Analyzing and streamlining existing processes and maximizing automation is a major responsibility for this role, and it includes developing and operationalizing programmatic guardrails in collaboration with owners and architects of established and emerging enterprise platforms. In this role you will interact directly with a cross-functional team of multiple stakeholders across the bank including leadership teams of enterprise Cloud, API and DevSecOps platforms as well as overall enterprise platform governance leadership.
Qualifications
- Planning, execution of the fieldwork, for internal and external audit exams
- Security readiness assessment in compliance with FFIEC guidelines
- Operationalize status meeting and shared industry best practices and lessons learned
- Scheduling walkthrough meetings, collection of evidence, follow up and sharing the audit findings with stakeholders
- Quality Review of existing Risk Assessment Matrix to ensure compliance with regulation, internal policies and procedures.

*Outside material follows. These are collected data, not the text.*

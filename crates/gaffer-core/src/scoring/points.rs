// Fantasy points calculation from a single match's statistics.
//
// Pure and deterministic. Inputs are trusted: clean sheet and goals conceded
// are scored independently even when they disagree.

use serde::{Deserialize, Serialize};

use crate::player::Position;

// ---------------------------------------------------------------------------
// Scoring constants
// ---------------------------------------------------------------------------

/// Minutes needed for the full appearance bonus and a clean sheet.
pub const FULL_APPEARANCE_MINUTES: u16 = 60;

const POINTS_PER_ASSIST: i32 = 3;
const SAVES_PER_POINT: u8 = 3;
const POINTS_PER_PENALTY_SAVE: i32 = 5;
const GOALS_CONCEDED_PER_PENALTY: u8 = 2;
const YELLOW_CARD_POINTS: i32 = -1;
const RED_CARD_POINTS: i32 = -3;
const OWN_GOAL_POINTS: i32 = -2;

fn goal_points(position: Position) -> i32 {
    match position {
        Position::Goalkeeper | Position::Defender => 6,
        Position::Midfielder => 5,
        Position::Attacker => 4,
    }
}

fn clean_sheet_points(position: Position) -> i32 {
    match position {
        Position::Goalkeeper | Position::Defender => 4,
        Position::Midfielder => 1,
        Position::Attacker => 0,
    }
}

// ---------------------------------------------------------------------------
// Types
// ---------------------------------------------------------------------------

/// One player's statistics for one gameweek.
///
/// Counts are unsigned so a negative count cannot reach the calculator;
/// provider data goes through [`super::stats::ProviderStatLine`] first.
#[derive(Debug, Clone, Copy, PartialEq, Eq, Default, Serialize, Deserialize)]
#[serde(rename_all = "camelCase")]
pub struct MatchStats {
    pub minutes_played: u16,
    pub goals: u8,
    pub assists: u8,
    pub clean_sheet: bool,
    pub saves: u8,
    pub penalties_saved: u8,
    pub yellow_cards: u8,
    pub red_cards: u8,
    pub own_goals: u8,
    pub goals_conceded: u8,
}

/// Itemized fantasy points. `total` is the sum of every component.
#[derive(Debug, Clone, Copy, PartialEq, Eq, Default, Serialize, Deserialize)]
#[serde(rename_all = "camelCase")]
pub struct PointsBreakdown {
    pub minutes: i32,
    pub goals: i32,
    pub assists: i32,
    pub clean_sheet: i32,
    pub saves: i32,
    pub penalties_saved: i32,
    pub cards: i32,
    pub own_goals: i32,
    pub conceded: i32,
    pub total: i32,
}

// ---------------------------------------------------------------------------
// Calculation
// ---------------------------------------------------------------------------

/// Score a player's match.
///
/// A player who did not play scores zero in every component, whatever the
/// other fields say.
pub fn calculate_points(stats: &MatchStats, position: Position) -> PointsBreakdown {
    if stats.minutes_played == 0 {
        return PointsBreakdown::default();
    }

    let full_appearance = stats.minutes_played >= FULL_APPEARANCE_MINUTES;
    let is_goalkeeper = position == Position::Goalkeeper;
    let concedes_penalty = matches!(position, Position::Goalkeeper | Position::Defender);

    let minutes = if full_appearance { 2 } else { 1 };
    let goals = i32::from(stats.goals) * goal_points(position);
    let assists = i32::from(stats.assists) * POINTS_PER_ASSIST;

    let clean_sheet = if full_appearance && stats.clean_sheet {
        clean_sheet_points(position)
    } else {
        0
    };

    let (saves, penalties_saved) = if is_goalkeeper {
        (
            i32::from(stats.saves / SAVES_PER_POINT),
            i32::from(stats.penalties_saved) * POINTS_PER_PENALTY_SAVE,
        )
    } else {
        (0, 0)
    };

    let cards = i32::from(stats.yellow_cards) * YELLOW_CARD_POINTS
        + i32::from(stats.red_cards) * RED_CARD_POINTS;
    let own_goals = i32::from(stats.own_goals) * OWN_GOAL_POINTS;

    let conceded = if concedes_penalty && stats.goals_conceded >= GOALS_CONCEDED_PER_PENALTY {
        -i32::from(stats.goals_conceded / GOALS_CONCEDED_PER_PENALTY)
    } else {
        0
    };

    let total = minutes
        + goals
        + assists
        + clean_sheet
        + saves
        + penalties_saved
        + cards
        + own_goals
        + conceded;

    PointsBreakdown {
        minutes,
        goals,
        assists,
        clean_sheet,
        saves,
        penalties_saved,
        cards,
        own_goals,
        conceded,
        total,
    }
}

#[cfg(test)]
mod tests {
    use super::*;

    fn played(minutes: u16) -> MatchStats {
        MatchStats {
            minutes_played: minutes,
            ..MatchStats::default()
        }
    }

    // -- Minutes --

    #[test]
    fn zero_minutes_zeroes_everything() {
        let stats = MatchStats {
            minutes_played: 0,
            goals: 3,
            assists: 2,
            clean_sheet: true,
            saves: 9,
            penalties_saved: 1,
            yellow_cards: 1,
            red_cards: 1,
            own_goals: 1,
            goals_conceded: 4,
        };
        for pos in Position::ALL {
            assert_eq!(calculate_points(&stats, pos), PointsBreakdown::default());
        }
    }

    #[test]
    fn appearance_points_by_minutes() {
        assert_eq!(calculate_points(&played(1), Position::Midfielder).minutes, 1);
        assert_eq!(calculate_points(&played(59), Position::Midfielder).minutes, 1);
        assert_eq!(calculate_points(&played(60), Position::Midfielder).minutes, 2);
        assert_eq!(calculate_points(&played(95), Position::Midfielder).minutes, 2);
    }

    // -- Goals and assists --

    #[test]
    fn single_goal_scores_position_multiplier() {
        let expected = [
            (Position::Goalkeeper, 6),
            (Position::Defender, 6),
            (Position::Midfielder, 5),
            (Position::Attacker, 4),
        ];
        for (pos, multiplier) in expected {
            let stats = MatchStats {
                goals: 1,
                ..played(90)
            };
            let b = calculate_points(&stats, pos);
            assert_eq!(b.goals, multiplier, "{pos}");
            // Only the appearance bonus sits on top of the goal.
            assert_eq!(b.total, multiplier + 2, "{pos}");
        }
    }

    #[test]
    fn assists_are_three_points_for_everyone() {
        for pos in Position::ALL {
            let stats = MatchStats {
                assists: 2,
                ..played(90)
            };
            assert_eq!(calculate_points(&stats, pos).assists, 6);
        }
    }

    // -- Clean sheets --

    #[test]
    fn clean_sheet_by_position() {
        let stats = MatchStats {
            clean_sheet: true,
            ..played(90)
        };
        assert_eq!(calculate_points(&stats, Position::Goalkeeper).clean_sheet, 4);
        assert_eq!(calculate_points(&stats, Position::Defender).clean_sheet, 4);
        assert_eq!(calculate_points(&stats, Position::Midfielder).clean_sheet, 1);
        assert_eq!(calculate_points(&stats, Position::Attacker).clean_sheet, 0);
    }

    #[test]
    fn clean_sheet_needs_sixty_minutes_and_flag() {
        let short = MatchStats {
            clean_sheet: true,
            ..played(59)
        };
        assert_eq!(calculate_points(&short, Position::Defender).clean_sheet, 0);

        let no_flag = played(90);
        assert_eq!(calculate_points(&no_flag, Position::Defender).clean_sheet, 0);

        let benched = MatchStats {
            clean_sheet: true,
            ..played(0)
        };
        assert_eq!(calculate_points(&benched, Position::Defender).clean_sheet, 0);
    }

    #[test]
    fn clean_sheet_not_cross_checked_against_goals_conceded() {
        let stats = MatchStats {
            clean_sheet: true,
            goals_conceded: 1,
            ..played(90)
        };
        let b = calculate_points(&stats, Position::Defender);
        assert_eq!(b.clean_sheet, 4);
        assert_eq!(b.conceded, 0);
    }

    // -- Goalkeeper-only components --

    #[test]
    fn saves_bonus_is_floor_of_thirds() {
        for (saves, expected) in [(0, 0), (2, 0), (3, 1), (5, 1), (6, 2), (10, 3)] {
            let stats = MatchStats {
                saves,
                ..played(90)
            };
            assert_eq!(
                calculate_points(&stats, Position::Goalkeeper).saves,
                expected,
                "saves={saves}"
            );
        }
    }

    #[test]
    fn saves_and_penalty_saves_ignored_for_outfield() {
        let stats = MatchStats {
            saves: 6,
            penalties_saved: 1,
            ..played(90)
        };
        let b = calculate_points(&stats, Position::Defender);
        assert_eq!(b.saves, 0);
        assert_eq!(b.penalties_saved, 0);
    }

    #[test]
    fn penalty_save_is_five_points() {
        let stats = MatchStats {
            penalties_saved: 2,
            ..played(90)
        };
        assert_eq!(calculate_points(&stats, Position::Goalkeeper).penalties_saved, 10);
    }

    // -- Penalties --

    #[test]
    fn goals_conceded_penalty_for_goalkeepers_and_defenders() {
        for (conceded, expected) in [(0, 0), (1, 0), (2, -1), (3, -1), (4, -2), (5, -2)] {
            let stats = MatchStats {
                goals_conceded: conceded,
                ..played(90)
            };
            assert_eq!(calculate_points(&stats, Position::Goalkeeper).conceded, expected);
            assert_eq!(calculate_points(&stats, Position::Defender).conceded, expected);
            assert_eq!(calculate_points(&stats, Position::Midfielder).conceded, 0);
            assert_eq!(calculate_points(&stats, Position::Attacker).conceded, 0);
        }
    }

    #[test]
    fn cards_and_own_goals() {
        let stats = MatchStats {
            yellow_cards: 1,
            red_cards: 1,
            own_goals: 2,
            ..played(90)
        };
        let b = calculate_points(&stats, Position::Attacker);
        assert_eq!(b.cards, -4);
        assert_eq!(b.own_goals, -4);
        assert_eq!(b.total, 2 - 4 - 4);
    }

    #[test]
    fn total_can_go_negative() {
        let stats = MatchStats {
            red_cards: 1,
            own_goals: 1,
            goals_conceded: 4,
            ..played(30)
        };
        let b = calculate_points(&stats, Position::Defender);
        assert_eq!(b.total, 1 - 3 - 2 - 2);
    }

    #[test]
    fn total_is_sum_of_components() {
        let stats = MatchStats {
            minutes_played: 90,
            goals: 1,
            assists: 1,
            clean_sheet: true,
            saves: 7,
            penalties_saved: 1,
            yellow_cards: 1,
            red_cards: 0,
            own_goals: 0,
            goals_conceded: 0,
        };
        let b = calculate_points(&stats, Position::Goalkeeper);
        let sum = b.minutes
            + b.goals
            + b.assists
            + b.clean_sheet
            + b.saves
            + b.penalties_saved
            + b.cards
            + b.own_goals
            + b.conceded;
        assert_eq!(b.total, sum);
        assert_eq!(b.total, 2 + 6 + 3 + 4 + 2 + 5 - 1);
    }

    #[test]
    fn stats_serialize_in_camel_case() {
        let json = serde_json::to_value(played(45)).unwrap();
        assert_eq!(json["minutesPlayed"], 45);
        assert_eq!(json["goalsConceded"], 0);
        assert_eq!(json["cleanSheet"], false);
    }
}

- Collaborative relationship with key stakeholders within the Bank’s first and second line of defense, IT Risk and Compliance teams to ensure key performance indicators (KPI’s) and key risk indicators (KRI’s) are developed and monitored for compliance and reporting.
- Assess existing control frameworks and implementations within enterprise platforms against the security, risk and compliance requirements of the bank
- Provide subject matter expertise to strength controls design and implementation effectiveness
- Communicate platform control gaps and remediation plan to internal and external stakeholders
- Implement processes for continuous compliance of enterprise technology platforms against control framework across people, process and technology
- Partner with technical leadership and architects of enterprise platforms to continuously improve and maximize automation of the controls within the framework
- Partner with product managers of enterprise platforms to ensure control gap remediations are incorporated into platform delivery roadmaps and prioritized
- Engage with teams leveraging the platforms to ensure understanding of the risk mitigation provided by controls within the framework and what additionally is required by adopting teams
- Develop metrics and reporting to provide visibility to leadership and stakeholders on maturity of overall compliance across enterprise platforms
- Manage stakeholders and their expectations
- Effectively communicate ideas and information with peers, management, and customers - Serve as a Change Agent and contribute to a culture of continuous compliance
- Liaison with 1st, 2nd and 3rd Risk LOD - Liaison with Modern Platform owners and Application owners to ensure compliance
Skills
- 10+ years of overall industry experience, specifically around cybersecurity, IT risk management, IT audit or compliance
- 5+ years working experience with cloud platforms (AWS) and DevOps
- Passion for achieving excellence in delivery, solving complex problems, and taking ownership
- Expertise in IT operations and security control domains (including application security, change management, patch management, disaster recovery, data center operations, information security and networking)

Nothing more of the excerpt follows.